| Work to complete |
Your job is to report every line of the entries that has "FieldOverrides".

(Saved entries)

▬▬▬▬▬▬

#![allow(dead_code)]

use std::sync::Once;

use promptcast_core::{
    update, AppState, Effect, LoadId, Msg, PanelReply, PanelSource, RequestId, SourceId,
};

pub fn init_logging() {
    static INIT: Once = Once::new();
    INIT.call_once(cast_logging::initialize_for_tests);
}

pub fn sources(urls: &[&str]) -> Vec<PanelSource> {
    urls.iter()
        .enumerate()
        .map(|(index, url)| PanelSource::new(url, index as i64).expect("valid url"))
        .collect()
}

/// Load attempts started by `effects`, in order.
pub fn started_loads(effects: &[Effect]) -> Vec<(SourceId, LoadId)> {
    effects
        .iter()
        .filter_map(|effect| match effect {
            Effect::LoadPanel { source, load } => Some((source.id.clone(), *load)),
            _ => None,
        })
        .collect()
}

/// The load attempt `effects` started for `source_id`.
pub fn load_for(effects: &[Effect], source_id: &SourceId) -> LoadId {
    started_loads(effects)
        .into_iter()
        .find_map(|(id, load)| (&id == source_id).then_some(load))
        .expect("load started")
}

/// Reports every load started by `effects` as finished.
pub fn finish_loads(mut state: AppState, effects: &[Effect]) -> AppState {
    for (source_id, load) in started_loads(effects) {
        state = update(state, Msg::PanelLoaded { source_id, load }).0;
    }
    state
}

/// State whose sources are all selected and loaded.
pub fn ready_state(urls: &[&str]) -> (AppState, Vec<SourceId>) {
    let sources = sources(urls);
    let ids = sources.iter().map(|s| s.id.clone()).collect::<Vec<_>>();
    let (state, effects) = update(AppState::new(), Msg::SourcesLoaded(sources));
    (finish_loads(state, &effects), ids)
}

pub fn scheduled_request(effects: &[Effect]) -> RequestId {
    effects
        .iter()
        .find_map(|effect| match effect {
            Effect::ScheduleDeadline { request_id, .. } => Some(request_id.clone()),
            _ => None,
        })
        .expect("deadline scheduled")
}

pub fn reply(
    state: AppState,
    source_id: &SourceId,
    host: &str,
    text: Option<&str>,
    request_id: &RequestId,
) -> (AppState, Vec<Effect>) {
    update(
        state,
        Msg::ReplyReceived {
            source_id: source_id.clone(),
            reply: PanelReply::last_output(
                host,
                text.map(str::to_string),
                Some(request_id.clone()),
            ),
        },
    )
}

pub fn finished_report(effects: &[Effect]) -> Option<promptcast_core::CollectionReport> {
    effects.iter().find_map(|effect| match effect {
        Effect::CollectionFinished { report } => Some(report.clone()),
        _ => None,
    })
}
//! The editable profile form: five text fields that extraction fills in and
//! the student corrects before saving.

use serde::{Deserialize, Serialize};

use crate::models::profile::StudentProfile;

/// Edit buffer for the candidate profile. `skills` is comma-joined text here
/// and only becomes a sequence when persisted.
#[derive(Debug, Clone, Default, PartialEq, Eq, Serialize, Deserialize)]
pub struct ProfileFields {
    #[serde(default)]
    pub name: String,
    #[serde(default)]
    pub email: String,
    #[serde(default)]
    pub cgpa: String,
    #[serde(default)]
    pub skills: String,
    #[serde(default)]
    pub branch: String,
}

impl ProfileFields {
    /// Hydrates the buffer from a stored record. The identity email is used when
    /// the record has none (or there is no record yet).
    pub fn from_profile(profile: Option<&StudentProfile>, identity_email: Option<&str>) -> Self {
        let fallback_email = identity_email.unwrap_or_default().to_string();
        match profile {
            Some(p) => Self {
                name: p.name.clone(),
                email: if p.email.is_empty() {
                    fallback_email
                } else {
                    p.email.clone()
                },
                cgpa: p.cgpa.clone(),
                skills: join_skills(&p.skills),
                branch: p.branch.clone(),
            },
            None => Self {
                email: fallback_email,
                ..Self::default()
            },
        }
    }

    /// The skills text as the sequence that gets persisted.
    pub fn skill_list(&self) -> Vec<String> {
        split_skills(&self.skills)
    }
}

/// Partial edit buffer sent alongside an upload. Present values replace the
/// stored ones before extraction uses them as defaults.
#[derive(Debug, Clone, Default, PartialEq, Eq)]
pub struct FieldOverrides {
    pub name: Option<String>,
    pub email: Option<String>,
    pub cgpa: Option<String>,
    pub skills: Option<String>,
    pub branch: Option<String>,
}

impl FieldOverrides {
    pub fn is_empty(&self) -> bool {
        self.name.is_none()
            && self.email.is_none()
            && self.cgpa.is_none()
            && self.skills.is_none()
            && self.branch.is_none()
    }

    /// Records a multipart text part by field name. Unknown names are ignored.
    pub fn set(&mut self, field: &str, value: String) -> bool {
        let slot = match field {
            "name" => &mut self.name,
            "email" => &mut self.email,
            "cgpa" => &mut self.cgpa,
            "skills" => &mut self.skills,
            "branch" => &mut self.branch,
            _ => return false,
        };
        *slot = Some(value);
        true
    }

    pub fn apply_to(self, mut fields: ProfileFields) -> ProfileFields {
        if let Some(v) = self.name {
            fields.name = v;
        }
        if let Some(v) = self.email {
            fields.email = v;
        }
        if let Some(v) = self.cgpa {
            fields.cgpa = v;
        }
        if let Some(v) = self.skills {
            fields.skills = v;
        }
        if let Some(v) = self.branch {
            fields.branch = v;
        }
        fields
    }
}

/// Splits the comma-separated skills text, trimming each entry and dropping
/// empty ones.
pub fn split_skills(text: &str) -> Vec<String> {
    text.split(',')
        .map(str::trim)
        .filter(|s| !s.is_empty())
        .map(String::from)
        .collect()
}

pub fn join_skills(skills: &[String]) -> String {
    skills.join(", ")
}

#[cfg(test)]
mod tests {
    use super::*;
    use chrono::Utc;

    fn stored(email: &str, skills: &[&str]) -> StudentProfile {
        StudentProfile {
            uid: "u1".to_string(),
            name: "Asha Rao".to_string(),
            email: email.to_string(),
            cgpa: "8.10".to_string(),
            branch: "Civil".to_string(),
            skills: skills.iter().map(|s| s.to_string()).collect(),
            resume_url: None,
            is_placed: false,
            created_at: Utc::now(),
            updated_at: Utc::now(),
        }
    }

    #[test]
    fn test_split_trims_surrounding_whitespace() {
        assert_eq!(split_skills("Python, Go,  Rust"), vec!["Python", "Go", "Rust"]);
    }

    #[test]
    fn test_split_drops_empty_entries() {
        assert_eq!(split_skills("Java,, SQL, "), vec!["Java", "SQL"]);
        assert!(split_skills("").is_empty());
        assert!(split_skills(" , ").is_empty());
    }

    #[test]
    fn test_split_keeps_duplicates() {
        assert_eq!(split_skills("Go, Go"), vec!["Go", "Go"]);
    }

    #[test]
    fn test_from_profile_joins_skills() {
        let p = stored("asha@campus.edu", &["C", "Rust"]);
        let fields = ProfileFields::from_profile(Some(&p), Some("other@campus.edu"));
        assert_eq!(fields.skills, "C, Rust");
        assert_eq!(fields.email, "asha@campus.edu");
        assert_eq!(fields.branch, "Civil");
    }

    #[test]
    fn test_from_profile_falls_back_to_identity_email() {
        let p = stored("", &[]);
        let fields = ProfileFields::from_profile(Some(&p), Some("asha@campus.edu"));
        assert_eq!(fields.email, "asha@campus.edu");

        let fresh = ProfileFields::from_profile(None, Some("new@campus.edu"));
        assert_eq!(fresh.email, "new@campus.edu");
        assert!(fresh.name.is_empty());
    }

    #[test]
    fn test_overrides_replace_only_present_fields() {
        let mut overrides = FieldOverrides::default();
        assert!(overrides.is_empty());
        assert!(overrides.set("cgpa", "9.0".to_string()));
        assert!(!overrides.set("file", "ignored".to_string()));

        let base = ProfileFields {
            name: "Asha".to_string(),
            cgpa: "7.5".to_string(),
            ..ProfileFields::default()
        };
        let merged = overrides.apply_to(base);
        assert_eq!(merged.cgpa, "9.0");
        assert_eq!(merged.name, "Asha");
    }
}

▬▬▬▬▬▬

| Solution to this task |
pub struct FieldOverrides {
impl FieldOverrides {
        let mut overrides = FieldOverrides::default();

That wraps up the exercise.